If V_PD is a linear function of a certain range of Δϕ_PD we can approximate it as

Eq. (5)

V_{PD} = β (a_{2} Δ Φ_{PD} + b_{2}),

where a₂ and b₂ are determined from the linear part of the phase detector calibration curve; and β is the gain of an external dc amplifier connected to the output of the phase detector, which can be adjusted for tuning purposes.

For convenience, we define the following quantities:

Φ_{k_{1}} \equiv (Φ_{amp} + Φ_{LED} + Φ_{PMT 1} + b_{1}),

Φ_{k_{2}} \equiv [a_{1} b_{2} + a_{1} a_{2} (Φ_{PMT 2} - Φ_{PD} + Φ_{RFA 1} + Φ_{RFA 2} - Φ_{RFA 3})],

such that ϕ_k₁ represents the net discrete phase shifts of the optoelectronics in the primary loop, ϕ_k₂ represents the net discrete phase shifts of the optoelectronics in the secondary loop, and l_c represents the difference in coaxial cable lengths from both inputs of the electronic phase detector. For simplicity, we assume that ϕ_k₁ and ϕ_k₂ are approximately constant with respect to changes in Ω.

Combining Eqs. (1 2 3 4 5) and rearranging terms enables us to derive the following expanded phase condition:

Eq. (6)

2 π N = Φ_{k_{1}} + β Φ_{k_{2}} + β a_{1} a_{2} arctan (Ω τ) + (\frac{Ω}{c}) \times [n L + β a_{1} a_{2} (n L^{'} + n_{c} l_{c} + n_{FB} L_{FB})] .

3.1.

Frequency Response to Changes in Lifetime

We are interested in the relationship between small changes in the self-oscillation frequency of the system (dΩ) and small changes in fluorescence lifetime (dτ). Taking the derivative of Eq. (6) and rearranging terms leads to

Eq. (7)

\frac{d Ω}{Ω} = \frac{d τ}{τ} {\frac{g (Ω τ)}{(Ω n L) / (c β a_{1} a_{2}) - [(Ω / c) (n L^{'} + n_{c} l_{c} + n_{FB} L_{FB}) + g (Ω τ)]}},

where g(Ωτ)≡(Ωτ)/[1+(Ωτ)²]. Note that, for the sake of simplicity, we have neglected the lengths of the coaxial cables connecting PMT1 to the VCEPS, the VCEPS to the resonance amplifier, and the resonance amplifier to the LEDs, assuming that their total length was significantly less than L. Should this not be the case, the effects of these cable lengths can be reintroduced with the following substitution:

n L \to (n L + n_{c} l_{c}^{'}),

where l_c ^′ is the net length of these cables.

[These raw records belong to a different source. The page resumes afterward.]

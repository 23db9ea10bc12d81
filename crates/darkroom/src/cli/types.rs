//! CLI enum types shared by several commands.

use clap::ValueEnum;
use darkroom_core::{OutputFormat, ReportFormat};

/// Report formats for command results.
#[derive(Clone, Copy, Debug, ValueEnum)]
pub enum ReportFormatArg {
    /// Single JSON object or array
    Json,
    /// One JSON object per line (newline-delimited)
    Jsonl,
}

impl std::fmt::Display for ReportFormatArg {
    fn fmt(&self, f: &mut std::fmt::Formatter<'_>) -> std::fmt::Result {
        match self {
            ReportFormatArg::Json => write!(f, "json"),
            ReportFormatArg::Jsonl => write!(f, "jsonl"),
        }
    }
}

impl From<ReportFormatArg> for ReportFormat {
    fn from(arg: ReportFormatArg) -> Self {
        match arg {
            ReportFormatArg::Json => ReportFormat::Json,
            ReportFormatArg::Jsonl => ReportFormat::JsonLines,
        }
    }
}

/// Encoded format of filtered images.
#[derive(Clone, Copy, Debug, ValueEnum, Default)]
pub enum ImageFormatArg {
    #[default]
    Png,
    #[value(alias = "jpg")]
    Jpeg,
    Webp,
}

impl From<ImageFormatArg> for OutputFormat {
    fn from(arg: ImageFormatArg) -> Self {
        match arg {
            ImageFormatArg::Png => OutputFormat::Png,
            ImageFormatArg::Jpeg => OutputFormat::Jpeg,
            ImageFormatArg::Webp => OutputFormat::Webp,
        }
    }
}
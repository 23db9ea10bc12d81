//! Blob storage for uploaded originals and derived artifacts.
//!
//! Blobs are opaque byte strings under opaque string keys. Reads are
//! streamed through a [`BlobReader`] in bounded chunks; the reader owns the
//! underlying handle and releases it when dropped, whichever way the caller
//! exits.

pub mod fs;
pub mod memory;

pub use fs::FsArtifactStore;
pub use memory::MemoryArtifactStore;

use async_trait::async_trait;
use futures_util::stream::{self, Stream};
use tokio::io::{AsyncRead, AsyncReadExt};

use crate::error::{StorageError, StorageResult};

/// Default read chunk size: 1 MiB.
pub const CHUNK_SIZE: usize = 1024 * 1024;

/// Media type and length of a stored blob.
#[derive(Debug, Clone, PartialEq, Eq)]
pub struct BlobStat {
    pub media_type: String,
    pub size: u64,
}

/// Contract every blob store implements.
///
/// Uses `async_trait` because native async fn in trait is not object-safe
/// and the orchestrator holds stores as `Arc<dyn ArtifactStore>`.
#[async_trait]
pub trait ArtifactStore: Send + Sync {
    /// Open a blob for reading. `StorageError::NotFound` when absent.
    async fn get(&self, key: &str) -> StorageResult<BlobReader>;

    /// Store `bytes` under `key`, replacing any previous blob.
    async fn put(&self, key: &str, bytes: Vec<u8>, media_type: &str) -> StorageResult<()>;

    /// Delete a blob. Removing a missing key succeeds.
    async fn remove(&self, key: &str) -> StorageResult<()>;

    /// Media type and size. `StorageError::NotFound` when absent.
    async fn stat(&self, key: &str) -> StorageResult<BlobStat>;
}

/// Streaming handle over one stored blob.
pub struct BlobReader {
    key: String,
    stat: BlobStat,
    inner: Box<dyn AsyncRead + Send + Unpin>,
}

impl std::fmt::Debug for BlobReader {
    fn fmt(&self, f: &mut std::fmt::Formatter<'_>) -> std::fmt::Result {
        f.debug_struct("BlobReader")
            .field("key", &self.key)
            .field("stat", &self.stat)
            .finish_non_exhaustive()
    }
}

impl BlobReader {
    pub fn new(
        key: impl Into<String>,
        stat: BlobStat,
        inner: Box<dyn AsyncRead + Send + Unpin>,
    ) -> Self {
        Self {
            key: key.into(),
            stat,
            inner,
        }
    }

    pub fn key(&self) -> &str {
        &self.key
    }

    pub fn media_type(&self) -> &str {
        &self.stat.media_type
    }

    pub fn size(&self) -> u64 {
        self.stat.size
    }

    /// Read up to `chunk_size` bytes. Returns `None` at end of blob.
    ///
    /// Short reads from the underlying handle are coalesced, so every chunk
    /// but the last is exactly `chunk_size` long.
    pub async fn next_chunk(&mut self, chunk_size: usize) -> StorageResult<Option<Vec<u8>>> {
        let mut buf = vec![0u8; chunk_size.max(1)];
        let mut filled = 0;
        while filled < buf.len() {
            let n = self
                .inner
                .read(&mut buf[filled..])
                .await
                .map_err(|source| StorageError::Read {
                    key: self.key.clone(),
                    source,
                })?;
            if n == 0 {
                break;
            }
            filled += n;
        }
        if filled == 0 {
            return Ok(None);
        }
        buf.truncate(filled);
        Ok(Some(buf))
    }

    /// Drain the blob into memory, one chunk at a time.
    pub async fn read_all(mut self) -> StorageResult<Vec<u8>> {
        let capacity = usize::try_from(self.stat.size).unwrap_or(0).min(64 * CHUNK_SIZE);
        let mut out = Vec::with_capacity(capacity);
        while let Some(chunk) = self.next_chunk(CHUNK_SIZE).await? {
            out.extend_from_slice(&chunk);
        }
        Ok(out)
    }

    /// Turn the reader into a stream of chunks. Dropping the stream early
    /// drops the handle.
    pub fn into_stream(self, chunk_size: usize) -> impl Stream<Item = StorageResult<Vec<u8>>> + Send {
        stream::try_unfold(self, move |mut reader| async move {
            Ok(reader
                .next_chunk(chunk_size)
                .await?
                .map(|chunk| (chunk, reader)))
        })
    }
}

/// Reject keys that are empty or could address anything outside the store's
/// own namespace.
pub fn validate_key(key: &str) -> StorageResult<()> {
    let bad = key.is_empty()
        || key.starts_with('.')
        || key.contains(['/', '\\', '\0'])
        || key.ends_with(fs::SIDECAR_SUFFIX);
    if bad {
        return Err(StorageError::InvalidKey(key.to_string()));
    }
    Ok(())
}

#[cfg(test)]
mod tests {
    use super::*;
    use futures_util::TryStreamExt;
    use std::io::Cursor;

    fn reader(bytes: Vec<u8>) -> BlobReader {
        let stat = BlobStat {
            media_type: "application/octet-stream".into(),
            size: bytes.len() as u64,
        };
        BlobReader::new("k", stat, Box::new(Cursor::new(bytes)))
    }

    #[tokio::test]
    async fn test_next_chunk_is_bounded() {
        let mut r = reader(vec![7u8; 10]);
        assert_eq!(r.next_chunk(4).await.unwrap().unwrap().len(), 4);
        assert_eq!(r.next_chunk(4).await.unwrap().unwrap().len(), 4);
        assert_eq!(r.next_chunk(4).await.unwrap().unwrap().len(), 2);
        assert!(r.next_chunk(4).await.unwrap().is_none());
    }

    #[tokio::test]
    async fn test_into_stream_yields_all_bytes() {
        let data: Vec<u8> = (0..=255).cycle().take(1000).collect();
        let chunks: Vec<Vec<u8>> = reader(data.clone()).into_stream(300).try_collect().await.unwrap();
        assert_eq!(chunks.len(), 4);
        assert_eq!(chunks.concat(), data);
    }

    #[tokio::test]
    async fn test_read_all_empty_blob() {
        assert!(reader(Vec::new()).read_all().await.unwrap().is_empty());
    }

    #[test]
    fn test_validate_key() {
        assert!(validate_key("3f2a_photo.jpg").is_ok());
        for bad in ["", ".", "..", "../etc", "a/b", "a\\b", ".hidden", "x.meta.json"] {
            assert!(validate_key(bad).is_err(), "{bad:?} should be rejected");
        }
    }
}
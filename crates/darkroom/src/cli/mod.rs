//! CLI command implementations.

pub mod apply;
pub mod collection;
pub mod config;
pub mod download;
pub mod export;
pub mod types;
pub mod upload;

use darkroom_core::{Config, Darkroom, ReportWriter};
use serde::Serialize;
use std::fs::File;
use std::io::{BufWriter, Write};
use std::path::{Path, PathBuf};

use types::ReportFormatArg;

/// Load the config at `path`, falling back to defaults when it does not exist.
pub fn load_config(path: &Path) -> Result<Config, darkroom_core::ConfigError> {
    if path.exists() {
        Config::load_from(path)
    } else {
        Ok(Config::default())
    }
}

/// Open the on-disk stores named by `config`.
pub async fn open(config: Config) -> anyhow::Result<Darkroom> {
    let darkroom = Darkroom::open(config).await?;
    Ok(darkroom)
}

/// Report writer to `output`, or stdout when `None`.
pub fn report_writer(
    output: Option<&Path>,
    format: ReportFormatArg,
) -> anyhow::Result<ReportWriter<Box<dyn Write>>> {
    let (sink, pretty): (Box<dyn Write>, bool) = match output {
        Some(path) => (Box::new(BufWriter::new(File::create(path)?)), false),
        None => (Box::new(std::io::stdout().lock()), true),
    };
    Ok(ReportWriter::new(sink, format.into(), pretty))
}

/// Print one value as pretty JSON to stdout.
pub fn print_json<T: Serialize + ?Sized>(value: &T) -> anyhow::Result<()> {
    let mut writer = report_writer(None, ReportFormatArg::Json)?;
    writer.write(value)?;
    writer.flush()?;
    Ok(())
}

/// Resolve an output location: a directory gets `file_name` appended,
/// anything else is taken as the file path. `~` is expanded.
pub fn resolve_output(output: Option<&Path>, file_name: &str) -> PathBuf {
    let Some(output) = output else {
        return PathBuf::from(file_name);
    };
    let expanded = PathBuf::from(shellexpand::tilde(&output.to_string_lossy()).into_owned());
    if expanded.is_dir() {
        expanded.join(file_name)
    } else {
        expanded
    }
}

It is interesting to examine Eq. (7) for two limiting cases. As the magnitude of β approaches infinity, the first term in the denominator of Eq. (7) goes to zero. This term represents the primary loop in the dual-loop circuit. Therefore, for very large values of the dc amplifier gain, the frequency response of the system is dominated by the secondary loop. As β goes to zero, dτ and dΩ become decoupled. This is to be expected, since setting β to zero is equivalent to removing the phase feedback mechanism, which would be the same as our previous configuration without the long-wavelength-pass optical filter.

3.2.

System Stability

A primary source of instability in the system can be attributed to slow variations of the phase constant terms of Eq. (6), ϕ_k₁ and ϕ_k₂. While these terms may not vary with Ω, they may vary with other environmental variables. For instance, a change in the operational temperature of the resonance amplifier could change ϕ_amp. This would result in a change of Ω when τ remains constant, introducing errors into the measurements of reaction kinetics.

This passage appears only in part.